* _What is expected_
Filter the entries, keeping every line with the word "that".

* _Data supplied_
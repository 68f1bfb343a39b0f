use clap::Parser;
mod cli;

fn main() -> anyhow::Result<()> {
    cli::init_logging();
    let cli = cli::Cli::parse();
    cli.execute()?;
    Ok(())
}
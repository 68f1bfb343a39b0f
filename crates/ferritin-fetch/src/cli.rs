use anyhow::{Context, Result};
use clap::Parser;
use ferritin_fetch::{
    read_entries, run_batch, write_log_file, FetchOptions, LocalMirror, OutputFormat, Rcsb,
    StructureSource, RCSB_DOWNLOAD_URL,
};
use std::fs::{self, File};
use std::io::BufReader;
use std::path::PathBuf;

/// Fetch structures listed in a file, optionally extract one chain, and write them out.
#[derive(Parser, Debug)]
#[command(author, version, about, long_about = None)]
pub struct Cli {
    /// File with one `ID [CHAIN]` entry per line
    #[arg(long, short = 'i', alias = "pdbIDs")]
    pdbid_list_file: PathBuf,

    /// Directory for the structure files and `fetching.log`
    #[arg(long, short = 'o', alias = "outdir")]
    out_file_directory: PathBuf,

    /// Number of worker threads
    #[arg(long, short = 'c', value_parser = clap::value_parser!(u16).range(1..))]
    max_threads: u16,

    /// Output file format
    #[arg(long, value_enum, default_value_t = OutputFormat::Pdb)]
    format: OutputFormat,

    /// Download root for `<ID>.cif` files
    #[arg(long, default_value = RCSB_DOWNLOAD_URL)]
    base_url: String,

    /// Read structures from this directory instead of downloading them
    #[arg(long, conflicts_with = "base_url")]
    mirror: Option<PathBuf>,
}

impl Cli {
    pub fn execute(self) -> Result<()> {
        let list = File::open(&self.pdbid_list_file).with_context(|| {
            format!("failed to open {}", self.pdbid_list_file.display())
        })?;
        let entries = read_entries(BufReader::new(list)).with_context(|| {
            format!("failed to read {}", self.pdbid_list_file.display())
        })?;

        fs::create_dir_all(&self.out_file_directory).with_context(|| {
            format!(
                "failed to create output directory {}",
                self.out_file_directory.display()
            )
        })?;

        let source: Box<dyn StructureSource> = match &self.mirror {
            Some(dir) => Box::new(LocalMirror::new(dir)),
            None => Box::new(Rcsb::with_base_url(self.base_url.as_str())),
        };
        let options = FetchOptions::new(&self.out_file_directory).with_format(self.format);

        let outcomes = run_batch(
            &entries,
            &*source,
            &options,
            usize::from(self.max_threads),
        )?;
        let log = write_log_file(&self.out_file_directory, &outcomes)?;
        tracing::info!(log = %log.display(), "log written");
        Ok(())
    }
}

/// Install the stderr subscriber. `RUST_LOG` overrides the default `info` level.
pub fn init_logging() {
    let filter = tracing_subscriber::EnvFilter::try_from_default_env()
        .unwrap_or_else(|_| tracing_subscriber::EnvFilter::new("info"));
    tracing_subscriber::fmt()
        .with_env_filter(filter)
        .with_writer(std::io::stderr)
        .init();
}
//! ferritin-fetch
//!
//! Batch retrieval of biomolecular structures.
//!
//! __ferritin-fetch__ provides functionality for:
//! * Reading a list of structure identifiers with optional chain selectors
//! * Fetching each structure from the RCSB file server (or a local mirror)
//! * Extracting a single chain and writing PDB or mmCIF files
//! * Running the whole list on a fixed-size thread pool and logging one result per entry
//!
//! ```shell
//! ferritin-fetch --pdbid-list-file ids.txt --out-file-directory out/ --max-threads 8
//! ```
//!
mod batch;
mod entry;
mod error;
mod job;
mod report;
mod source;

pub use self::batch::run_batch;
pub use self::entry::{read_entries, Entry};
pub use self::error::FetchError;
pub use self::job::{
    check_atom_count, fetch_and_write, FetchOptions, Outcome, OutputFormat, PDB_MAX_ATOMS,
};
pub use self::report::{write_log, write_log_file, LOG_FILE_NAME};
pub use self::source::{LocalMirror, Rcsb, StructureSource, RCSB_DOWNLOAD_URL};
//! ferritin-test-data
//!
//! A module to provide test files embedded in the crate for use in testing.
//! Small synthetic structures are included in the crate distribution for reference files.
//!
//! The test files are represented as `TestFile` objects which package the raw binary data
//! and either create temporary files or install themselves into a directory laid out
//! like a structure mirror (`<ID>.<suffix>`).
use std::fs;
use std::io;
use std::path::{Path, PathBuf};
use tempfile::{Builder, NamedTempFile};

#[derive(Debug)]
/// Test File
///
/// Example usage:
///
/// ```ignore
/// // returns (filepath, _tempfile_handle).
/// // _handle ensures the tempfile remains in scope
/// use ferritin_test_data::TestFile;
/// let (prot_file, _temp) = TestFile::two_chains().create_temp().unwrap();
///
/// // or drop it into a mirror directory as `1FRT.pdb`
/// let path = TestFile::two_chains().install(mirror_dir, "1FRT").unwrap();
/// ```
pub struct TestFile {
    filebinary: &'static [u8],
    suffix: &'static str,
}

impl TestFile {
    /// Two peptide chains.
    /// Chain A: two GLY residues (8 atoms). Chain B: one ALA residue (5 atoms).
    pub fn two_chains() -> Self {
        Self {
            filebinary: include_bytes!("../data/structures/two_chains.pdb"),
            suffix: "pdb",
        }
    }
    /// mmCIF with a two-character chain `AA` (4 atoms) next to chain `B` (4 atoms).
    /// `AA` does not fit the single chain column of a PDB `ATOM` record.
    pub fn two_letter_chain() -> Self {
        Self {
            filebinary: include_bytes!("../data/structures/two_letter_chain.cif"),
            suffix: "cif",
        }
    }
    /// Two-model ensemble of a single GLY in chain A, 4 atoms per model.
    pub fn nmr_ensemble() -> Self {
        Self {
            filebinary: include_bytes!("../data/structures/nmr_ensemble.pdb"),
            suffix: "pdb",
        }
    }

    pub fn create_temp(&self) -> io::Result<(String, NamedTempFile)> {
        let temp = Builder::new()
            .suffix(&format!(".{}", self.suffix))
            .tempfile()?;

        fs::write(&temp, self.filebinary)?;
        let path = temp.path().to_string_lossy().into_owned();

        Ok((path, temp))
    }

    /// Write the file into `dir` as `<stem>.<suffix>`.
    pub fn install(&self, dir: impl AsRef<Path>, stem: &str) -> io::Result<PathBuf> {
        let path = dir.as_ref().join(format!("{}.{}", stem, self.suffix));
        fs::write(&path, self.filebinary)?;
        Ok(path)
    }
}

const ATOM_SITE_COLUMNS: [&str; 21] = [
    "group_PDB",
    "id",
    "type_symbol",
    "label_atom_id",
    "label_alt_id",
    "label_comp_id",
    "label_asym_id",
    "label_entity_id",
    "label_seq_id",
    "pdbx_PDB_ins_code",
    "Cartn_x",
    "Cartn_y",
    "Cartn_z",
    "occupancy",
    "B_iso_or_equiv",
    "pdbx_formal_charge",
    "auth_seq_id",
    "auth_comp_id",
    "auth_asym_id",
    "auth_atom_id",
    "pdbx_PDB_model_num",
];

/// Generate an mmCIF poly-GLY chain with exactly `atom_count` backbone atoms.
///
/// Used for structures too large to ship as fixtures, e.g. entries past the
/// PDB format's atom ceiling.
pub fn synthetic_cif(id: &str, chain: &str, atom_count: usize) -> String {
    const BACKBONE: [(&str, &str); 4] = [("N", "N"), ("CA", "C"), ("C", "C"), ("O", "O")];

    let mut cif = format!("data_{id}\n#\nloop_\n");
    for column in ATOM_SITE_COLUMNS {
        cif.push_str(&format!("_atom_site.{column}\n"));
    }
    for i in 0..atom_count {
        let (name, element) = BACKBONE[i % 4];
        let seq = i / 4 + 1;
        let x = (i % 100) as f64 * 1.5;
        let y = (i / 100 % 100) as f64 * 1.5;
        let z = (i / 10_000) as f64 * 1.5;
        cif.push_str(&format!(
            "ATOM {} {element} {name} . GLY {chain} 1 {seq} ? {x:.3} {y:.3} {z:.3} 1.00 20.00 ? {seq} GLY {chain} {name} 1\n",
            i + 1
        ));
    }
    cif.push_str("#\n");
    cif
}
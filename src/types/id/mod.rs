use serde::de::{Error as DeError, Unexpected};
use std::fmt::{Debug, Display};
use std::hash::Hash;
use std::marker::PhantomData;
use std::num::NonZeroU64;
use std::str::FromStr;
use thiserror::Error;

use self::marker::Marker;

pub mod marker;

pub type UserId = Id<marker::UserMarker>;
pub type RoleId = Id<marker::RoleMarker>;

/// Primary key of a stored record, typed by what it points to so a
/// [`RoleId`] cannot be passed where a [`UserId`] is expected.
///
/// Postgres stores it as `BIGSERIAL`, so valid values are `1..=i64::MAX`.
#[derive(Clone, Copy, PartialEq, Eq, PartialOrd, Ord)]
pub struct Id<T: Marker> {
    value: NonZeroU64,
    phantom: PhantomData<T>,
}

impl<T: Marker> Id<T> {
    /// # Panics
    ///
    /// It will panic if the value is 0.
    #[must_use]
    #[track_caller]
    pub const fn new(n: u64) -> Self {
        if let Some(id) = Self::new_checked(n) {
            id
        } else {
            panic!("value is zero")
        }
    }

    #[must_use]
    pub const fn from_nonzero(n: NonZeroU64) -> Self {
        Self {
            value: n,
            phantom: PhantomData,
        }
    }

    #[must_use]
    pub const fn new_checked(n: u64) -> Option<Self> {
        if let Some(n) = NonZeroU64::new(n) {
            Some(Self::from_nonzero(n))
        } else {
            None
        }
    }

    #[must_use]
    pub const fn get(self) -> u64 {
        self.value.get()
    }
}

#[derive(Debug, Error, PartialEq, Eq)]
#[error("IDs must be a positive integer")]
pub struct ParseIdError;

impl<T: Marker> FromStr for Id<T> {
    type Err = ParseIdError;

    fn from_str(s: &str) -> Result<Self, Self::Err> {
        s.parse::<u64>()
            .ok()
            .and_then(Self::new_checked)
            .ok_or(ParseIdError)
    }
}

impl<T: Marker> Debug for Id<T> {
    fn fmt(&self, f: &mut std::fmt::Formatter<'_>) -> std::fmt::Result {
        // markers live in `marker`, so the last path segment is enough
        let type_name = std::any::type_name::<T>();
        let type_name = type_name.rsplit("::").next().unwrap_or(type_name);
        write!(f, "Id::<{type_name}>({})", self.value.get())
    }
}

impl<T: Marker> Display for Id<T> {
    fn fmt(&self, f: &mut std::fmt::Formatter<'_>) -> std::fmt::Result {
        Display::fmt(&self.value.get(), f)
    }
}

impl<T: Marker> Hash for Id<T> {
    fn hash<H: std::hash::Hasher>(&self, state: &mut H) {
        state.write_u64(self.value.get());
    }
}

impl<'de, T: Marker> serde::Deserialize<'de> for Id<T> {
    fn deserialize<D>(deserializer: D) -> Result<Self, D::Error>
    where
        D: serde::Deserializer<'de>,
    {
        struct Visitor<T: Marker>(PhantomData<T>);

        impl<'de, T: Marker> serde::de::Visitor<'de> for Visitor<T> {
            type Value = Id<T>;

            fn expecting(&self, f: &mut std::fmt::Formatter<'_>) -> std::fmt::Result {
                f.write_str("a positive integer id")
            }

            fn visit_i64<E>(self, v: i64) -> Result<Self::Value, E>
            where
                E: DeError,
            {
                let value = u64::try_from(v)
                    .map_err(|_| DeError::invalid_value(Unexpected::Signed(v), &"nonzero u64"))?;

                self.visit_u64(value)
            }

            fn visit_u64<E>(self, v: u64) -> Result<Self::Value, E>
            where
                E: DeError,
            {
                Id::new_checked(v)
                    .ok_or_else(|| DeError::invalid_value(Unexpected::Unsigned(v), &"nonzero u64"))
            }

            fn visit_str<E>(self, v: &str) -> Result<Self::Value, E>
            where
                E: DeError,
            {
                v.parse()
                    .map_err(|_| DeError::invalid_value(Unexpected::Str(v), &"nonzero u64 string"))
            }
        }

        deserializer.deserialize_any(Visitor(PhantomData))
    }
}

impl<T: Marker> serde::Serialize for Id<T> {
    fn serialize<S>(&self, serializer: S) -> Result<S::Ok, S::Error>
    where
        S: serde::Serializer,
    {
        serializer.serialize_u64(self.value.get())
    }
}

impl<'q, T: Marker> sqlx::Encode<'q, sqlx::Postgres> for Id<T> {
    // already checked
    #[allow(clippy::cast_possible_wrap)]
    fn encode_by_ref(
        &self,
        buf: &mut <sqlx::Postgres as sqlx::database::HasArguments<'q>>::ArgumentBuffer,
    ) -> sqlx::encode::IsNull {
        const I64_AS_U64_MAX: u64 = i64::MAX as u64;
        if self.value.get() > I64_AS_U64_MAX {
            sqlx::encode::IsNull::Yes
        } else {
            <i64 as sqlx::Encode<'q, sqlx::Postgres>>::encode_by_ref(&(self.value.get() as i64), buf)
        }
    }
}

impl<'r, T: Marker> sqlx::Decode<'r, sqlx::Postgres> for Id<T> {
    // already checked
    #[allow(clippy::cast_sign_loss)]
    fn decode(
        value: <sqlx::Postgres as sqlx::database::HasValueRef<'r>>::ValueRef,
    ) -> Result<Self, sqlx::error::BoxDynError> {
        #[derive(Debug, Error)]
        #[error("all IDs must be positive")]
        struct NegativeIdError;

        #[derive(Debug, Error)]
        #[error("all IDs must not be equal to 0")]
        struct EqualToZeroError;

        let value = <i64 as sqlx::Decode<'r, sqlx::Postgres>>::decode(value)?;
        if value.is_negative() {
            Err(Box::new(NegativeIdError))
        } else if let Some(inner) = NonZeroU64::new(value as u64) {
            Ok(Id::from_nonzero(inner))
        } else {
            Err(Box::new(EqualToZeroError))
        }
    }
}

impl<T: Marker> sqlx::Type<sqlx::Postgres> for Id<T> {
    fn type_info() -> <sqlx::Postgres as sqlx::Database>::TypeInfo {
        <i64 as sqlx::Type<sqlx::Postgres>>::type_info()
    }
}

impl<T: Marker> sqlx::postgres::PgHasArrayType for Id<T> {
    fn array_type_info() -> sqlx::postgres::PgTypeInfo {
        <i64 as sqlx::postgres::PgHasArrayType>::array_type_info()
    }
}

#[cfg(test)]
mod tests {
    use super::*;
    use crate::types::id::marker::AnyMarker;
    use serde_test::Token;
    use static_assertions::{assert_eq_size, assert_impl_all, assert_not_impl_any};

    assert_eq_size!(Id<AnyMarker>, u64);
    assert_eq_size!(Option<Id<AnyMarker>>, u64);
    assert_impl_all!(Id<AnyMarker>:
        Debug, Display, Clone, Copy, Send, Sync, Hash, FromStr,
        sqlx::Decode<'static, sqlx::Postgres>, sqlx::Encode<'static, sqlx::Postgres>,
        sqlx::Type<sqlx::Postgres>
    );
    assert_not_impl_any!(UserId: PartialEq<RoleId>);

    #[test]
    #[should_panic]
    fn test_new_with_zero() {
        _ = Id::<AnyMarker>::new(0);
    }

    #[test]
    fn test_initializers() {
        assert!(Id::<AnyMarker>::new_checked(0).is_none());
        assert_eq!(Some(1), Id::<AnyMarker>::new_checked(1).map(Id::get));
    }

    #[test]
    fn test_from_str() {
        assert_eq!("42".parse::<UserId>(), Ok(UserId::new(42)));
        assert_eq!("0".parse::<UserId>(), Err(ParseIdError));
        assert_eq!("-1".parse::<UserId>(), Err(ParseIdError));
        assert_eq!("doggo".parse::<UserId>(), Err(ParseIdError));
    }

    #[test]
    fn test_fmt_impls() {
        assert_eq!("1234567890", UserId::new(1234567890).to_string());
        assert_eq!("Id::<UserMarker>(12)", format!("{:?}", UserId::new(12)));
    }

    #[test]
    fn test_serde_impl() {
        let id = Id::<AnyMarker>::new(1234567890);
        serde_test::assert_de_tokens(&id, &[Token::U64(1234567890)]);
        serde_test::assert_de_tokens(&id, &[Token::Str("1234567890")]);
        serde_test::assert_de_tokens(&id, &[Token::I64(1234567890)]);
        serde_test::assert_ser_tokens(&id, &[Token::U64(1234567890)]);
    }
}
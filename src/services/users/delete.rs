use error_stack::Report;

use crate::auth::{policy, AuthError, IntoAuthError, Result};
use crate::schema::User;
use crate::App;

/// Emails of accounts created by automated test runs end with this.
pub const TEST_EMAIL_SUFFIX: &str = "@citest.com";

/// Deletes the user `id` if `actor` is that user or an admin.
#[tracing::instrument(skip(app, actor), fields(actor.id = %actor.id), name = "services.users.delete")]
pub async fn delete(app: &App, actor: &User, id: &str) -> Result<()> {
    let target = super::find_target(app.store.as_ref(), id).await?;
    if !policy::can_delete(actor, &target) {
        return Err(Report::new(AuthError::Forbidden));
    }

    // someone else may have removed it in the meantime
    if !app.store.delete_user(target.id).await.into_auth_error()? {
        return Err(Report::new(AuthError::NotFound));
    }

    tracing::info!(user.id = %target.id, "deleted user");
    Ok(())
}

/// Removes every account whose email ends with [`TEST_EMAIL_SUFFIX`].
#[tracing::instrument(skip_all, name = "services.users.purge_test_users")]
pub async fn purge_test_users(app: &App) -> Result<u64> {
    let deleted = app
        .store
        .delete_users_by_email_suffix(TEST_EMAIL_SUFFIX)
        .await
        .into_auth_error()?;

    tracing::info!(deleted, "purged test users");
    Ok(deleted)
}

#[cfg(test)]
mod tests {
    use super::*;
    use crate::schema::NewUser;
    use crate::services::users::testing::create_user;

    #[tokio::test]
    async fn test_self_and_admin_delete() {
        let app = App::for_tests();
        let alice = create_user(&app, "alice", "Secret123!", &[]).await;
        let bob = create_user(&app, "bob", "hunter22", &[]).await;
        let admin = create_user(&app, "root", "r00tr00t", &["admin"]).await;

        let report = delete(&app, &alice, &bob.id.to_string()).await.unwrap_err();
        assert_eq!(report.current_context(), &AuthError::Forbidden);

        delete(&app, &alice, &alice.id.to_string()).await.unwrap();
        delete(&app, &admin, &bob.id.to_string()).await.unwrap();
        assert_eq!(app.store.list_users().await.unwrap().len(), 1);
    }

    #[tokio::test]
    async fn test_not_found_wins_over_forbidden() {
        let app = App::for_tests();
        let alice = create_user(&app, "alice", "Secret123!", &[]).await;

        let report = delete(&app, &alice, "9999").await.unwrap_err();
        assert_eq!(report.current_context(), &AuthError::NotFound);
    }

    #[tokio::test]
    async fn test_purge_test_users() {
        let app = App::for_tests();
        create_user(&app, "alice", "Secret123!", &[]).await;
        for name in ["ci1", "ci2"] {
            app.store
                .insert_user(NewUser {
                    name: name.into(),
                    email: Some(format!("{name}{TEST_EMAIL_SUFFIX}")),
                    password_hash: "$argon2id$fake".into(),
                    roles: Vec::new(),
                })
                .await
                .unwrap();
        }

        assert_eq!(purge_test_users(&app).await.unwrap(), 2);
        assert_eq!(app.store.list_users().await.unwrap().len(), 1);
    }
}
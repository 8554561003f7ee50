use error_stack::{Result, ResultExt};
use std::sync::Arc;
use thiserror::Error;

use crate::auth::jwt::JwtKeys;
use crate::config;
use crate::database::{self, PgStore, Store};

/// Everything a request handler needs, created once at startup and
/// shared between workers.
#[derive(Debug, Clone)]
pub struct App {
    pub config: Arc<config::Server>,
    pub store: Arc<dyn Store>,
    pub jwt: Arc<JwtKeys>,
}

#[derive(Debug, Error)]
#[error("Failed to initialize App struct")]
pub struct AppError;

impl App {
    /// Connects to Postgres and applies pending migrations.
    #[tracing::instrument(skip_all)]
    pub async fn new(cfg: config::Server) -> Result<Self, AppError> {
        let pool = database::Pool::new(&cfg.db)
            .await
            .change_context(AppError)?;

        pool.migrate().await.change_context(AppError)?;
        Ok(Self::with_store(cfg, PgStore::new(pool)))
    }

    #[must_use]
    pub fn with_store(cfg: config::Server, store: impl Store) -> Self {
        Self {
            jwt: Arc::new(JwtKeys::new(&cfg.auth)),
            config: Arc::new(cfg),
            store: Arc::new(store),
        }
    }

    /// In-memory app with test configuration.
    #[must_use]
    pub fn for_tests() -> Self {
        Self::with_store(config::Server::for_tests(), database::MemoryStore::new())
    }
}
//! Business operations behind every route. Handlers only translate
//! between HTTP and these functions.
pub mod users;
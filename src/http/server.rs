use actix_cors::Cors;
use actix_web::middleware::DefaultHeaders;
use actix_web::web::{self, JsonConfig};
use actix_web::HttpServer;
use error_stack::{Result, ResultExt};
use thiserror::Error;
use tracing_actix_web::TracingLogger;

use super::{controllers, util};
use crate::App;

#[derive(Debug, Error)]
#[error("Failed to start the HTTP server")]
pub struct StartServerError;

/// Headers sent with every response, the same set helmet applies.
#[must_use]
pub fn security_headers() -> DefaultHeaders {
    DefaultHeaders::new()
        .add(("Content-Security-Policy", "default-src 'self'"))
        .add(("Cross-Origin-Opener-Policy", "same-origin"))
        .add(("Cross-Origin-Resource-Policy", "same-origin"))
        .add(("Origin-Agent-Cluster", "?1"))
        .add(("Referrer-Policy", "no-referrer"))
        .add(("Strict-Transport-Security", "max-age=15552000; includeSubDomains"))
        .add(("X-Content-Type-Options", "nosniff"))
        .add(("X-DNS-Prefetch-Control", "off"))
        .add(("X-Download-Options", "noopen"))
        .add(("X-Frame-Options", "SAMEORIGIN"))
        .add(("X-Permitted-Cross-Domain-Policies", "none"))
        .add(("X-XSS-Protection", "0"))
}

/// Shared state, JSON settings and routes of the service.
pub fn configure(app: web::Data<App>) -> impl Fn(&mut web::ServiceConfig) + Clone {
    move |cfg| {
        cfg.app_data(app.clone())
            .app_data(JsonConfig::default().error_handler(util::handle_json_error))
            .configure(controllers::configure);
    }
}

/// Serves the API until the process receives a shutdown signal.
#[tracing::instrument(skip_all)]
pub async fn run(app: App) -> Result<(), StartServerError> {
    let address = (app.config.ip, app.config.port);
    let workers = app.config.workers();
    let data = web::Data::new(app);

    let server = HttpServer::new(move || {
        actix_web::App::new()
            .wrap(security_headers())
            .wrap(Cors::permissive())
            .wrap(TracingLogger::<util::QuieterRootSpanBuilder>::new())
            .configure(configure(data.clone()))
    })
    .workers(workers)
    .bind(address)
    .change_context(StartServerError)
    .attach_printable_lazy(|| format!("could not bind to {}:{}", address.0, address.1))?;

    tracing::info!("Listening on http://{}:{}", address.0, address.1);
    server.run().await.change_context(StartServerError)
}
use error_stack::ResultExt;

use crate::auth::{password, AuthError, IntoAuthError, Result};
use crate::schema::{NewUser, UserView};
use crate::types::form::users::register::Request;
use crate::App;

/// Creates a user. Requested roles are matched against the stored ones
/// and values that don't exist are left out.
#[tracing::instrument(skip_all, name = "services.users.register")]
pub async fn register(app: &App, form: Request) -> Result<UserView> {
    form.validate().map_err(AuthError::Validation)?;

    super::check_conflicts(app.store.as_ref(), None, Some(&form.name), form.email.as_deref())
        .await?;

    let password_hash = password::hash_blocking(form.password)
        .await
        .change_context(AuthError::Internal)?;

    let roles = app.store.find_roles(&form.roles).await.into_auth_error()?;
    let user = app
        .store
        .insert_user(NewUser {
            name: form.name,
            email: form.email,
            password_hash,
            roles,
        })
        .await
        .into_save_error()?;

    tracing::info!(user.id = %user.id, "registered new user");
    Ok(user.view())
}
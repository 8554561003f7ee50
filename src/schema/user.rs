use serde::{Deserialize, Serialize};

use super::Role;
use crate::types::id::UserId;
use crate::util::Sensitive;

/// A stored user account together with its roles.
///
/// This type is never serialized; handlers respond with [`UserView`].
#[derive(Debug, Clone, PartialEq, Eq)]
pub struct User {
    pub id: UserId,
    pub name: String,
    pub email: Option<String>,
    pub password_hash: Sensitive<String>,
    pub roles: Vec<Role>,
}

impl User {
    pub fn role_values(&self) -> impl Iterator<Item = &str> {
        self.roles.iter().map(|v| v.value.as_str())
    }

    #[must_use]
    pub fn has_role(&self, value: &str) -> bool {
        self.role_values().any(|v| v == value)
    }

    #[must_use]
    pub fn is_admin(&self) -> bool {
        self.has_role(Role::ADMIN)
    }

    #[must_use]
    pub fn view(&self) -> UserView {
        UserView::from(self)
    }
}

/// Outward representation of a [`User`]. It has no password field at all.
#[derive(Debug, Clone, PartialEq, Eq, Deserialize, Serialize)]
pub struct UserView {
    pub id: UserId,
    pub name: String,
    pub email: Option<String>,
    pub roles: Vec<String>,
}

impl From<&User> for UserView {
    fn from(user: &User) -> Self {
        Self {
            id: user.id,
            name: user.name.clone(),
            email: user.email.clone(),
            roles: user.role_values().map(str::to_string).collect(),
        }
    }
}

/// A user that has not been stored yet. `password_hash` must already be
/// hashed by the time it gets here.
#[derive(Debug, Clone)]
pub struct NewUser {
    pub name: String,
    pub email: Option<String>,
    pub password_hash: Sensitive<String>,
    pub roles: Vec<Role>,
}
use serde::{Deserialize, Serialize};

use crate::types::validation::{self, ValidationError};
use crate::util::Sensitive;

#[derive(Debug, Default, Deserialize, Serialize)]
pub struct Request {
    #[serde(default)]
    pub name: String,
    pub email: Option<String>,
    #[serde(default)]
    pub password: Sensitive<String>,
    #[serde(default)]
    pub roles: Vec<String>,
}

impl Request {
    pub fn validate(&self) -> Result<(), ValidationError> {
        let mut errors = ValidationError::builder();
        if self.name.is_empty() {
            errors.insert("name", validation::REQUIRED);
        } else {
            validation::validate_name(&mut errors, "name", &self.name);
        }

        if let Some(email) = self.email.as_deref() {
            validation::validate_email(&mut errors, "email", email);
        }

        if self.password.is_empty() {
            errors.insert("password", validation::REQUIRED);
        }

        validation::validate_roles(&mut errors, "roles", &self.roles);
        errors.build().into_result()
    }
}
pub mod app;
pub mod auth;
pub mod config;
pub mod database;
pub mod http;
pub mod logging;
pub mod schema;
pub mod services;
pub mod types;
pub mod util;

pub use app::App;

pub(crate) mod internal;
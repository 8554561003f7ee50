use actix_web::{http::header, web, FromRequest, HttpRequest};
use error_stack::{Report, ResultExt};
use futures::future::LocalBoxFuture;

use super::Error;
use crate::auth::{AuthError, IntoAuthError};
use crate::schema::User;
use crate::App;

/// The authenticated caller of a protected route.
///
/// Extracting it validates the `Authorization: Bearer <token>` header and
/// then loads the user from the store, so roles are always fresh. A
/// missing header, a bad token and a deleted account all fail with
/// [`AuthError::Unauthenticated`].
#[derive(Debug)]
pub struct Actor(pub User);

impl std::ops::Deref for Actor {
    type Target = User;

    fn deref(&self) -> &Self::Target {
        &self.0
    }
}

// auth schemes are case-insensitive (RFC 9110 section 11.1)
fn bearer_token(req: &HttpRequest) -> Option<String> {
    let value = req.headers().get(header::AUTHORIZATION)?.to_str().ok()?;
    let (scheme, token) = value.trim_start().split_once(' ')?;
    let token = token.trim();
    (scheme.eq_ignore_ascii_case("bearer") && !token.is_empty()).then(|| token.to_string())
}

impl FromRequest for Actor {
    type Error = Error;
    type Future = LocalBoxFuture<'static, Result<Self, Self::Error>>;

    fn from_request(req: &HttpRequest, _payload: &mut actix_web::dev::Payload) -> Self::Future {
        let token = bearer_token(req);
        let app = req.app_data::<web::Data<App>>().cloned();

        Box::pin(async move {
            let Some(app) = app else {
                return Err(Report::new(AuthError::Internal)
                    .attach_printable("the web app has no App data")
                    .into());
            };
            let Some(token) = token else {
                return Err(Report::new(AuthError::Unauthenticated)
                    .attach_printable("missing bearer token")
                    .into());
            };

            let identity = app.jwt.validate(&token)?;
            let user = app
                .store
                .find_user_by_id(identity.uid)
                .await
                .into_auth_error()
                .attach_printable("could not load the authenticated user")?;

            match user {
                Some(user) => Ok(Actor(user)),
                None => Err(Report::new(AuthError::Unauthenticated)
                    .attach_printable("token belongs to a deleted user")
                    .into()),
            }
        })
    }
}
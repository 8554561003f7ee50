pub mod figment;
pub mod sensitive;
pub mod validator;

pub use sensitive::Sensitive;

* _Response_
/// Deletes the user `id` if `actor` is that user or an admin.
/// and values that don't exist are left out.
/// A user that has not been stored yet. `password_hash` must already be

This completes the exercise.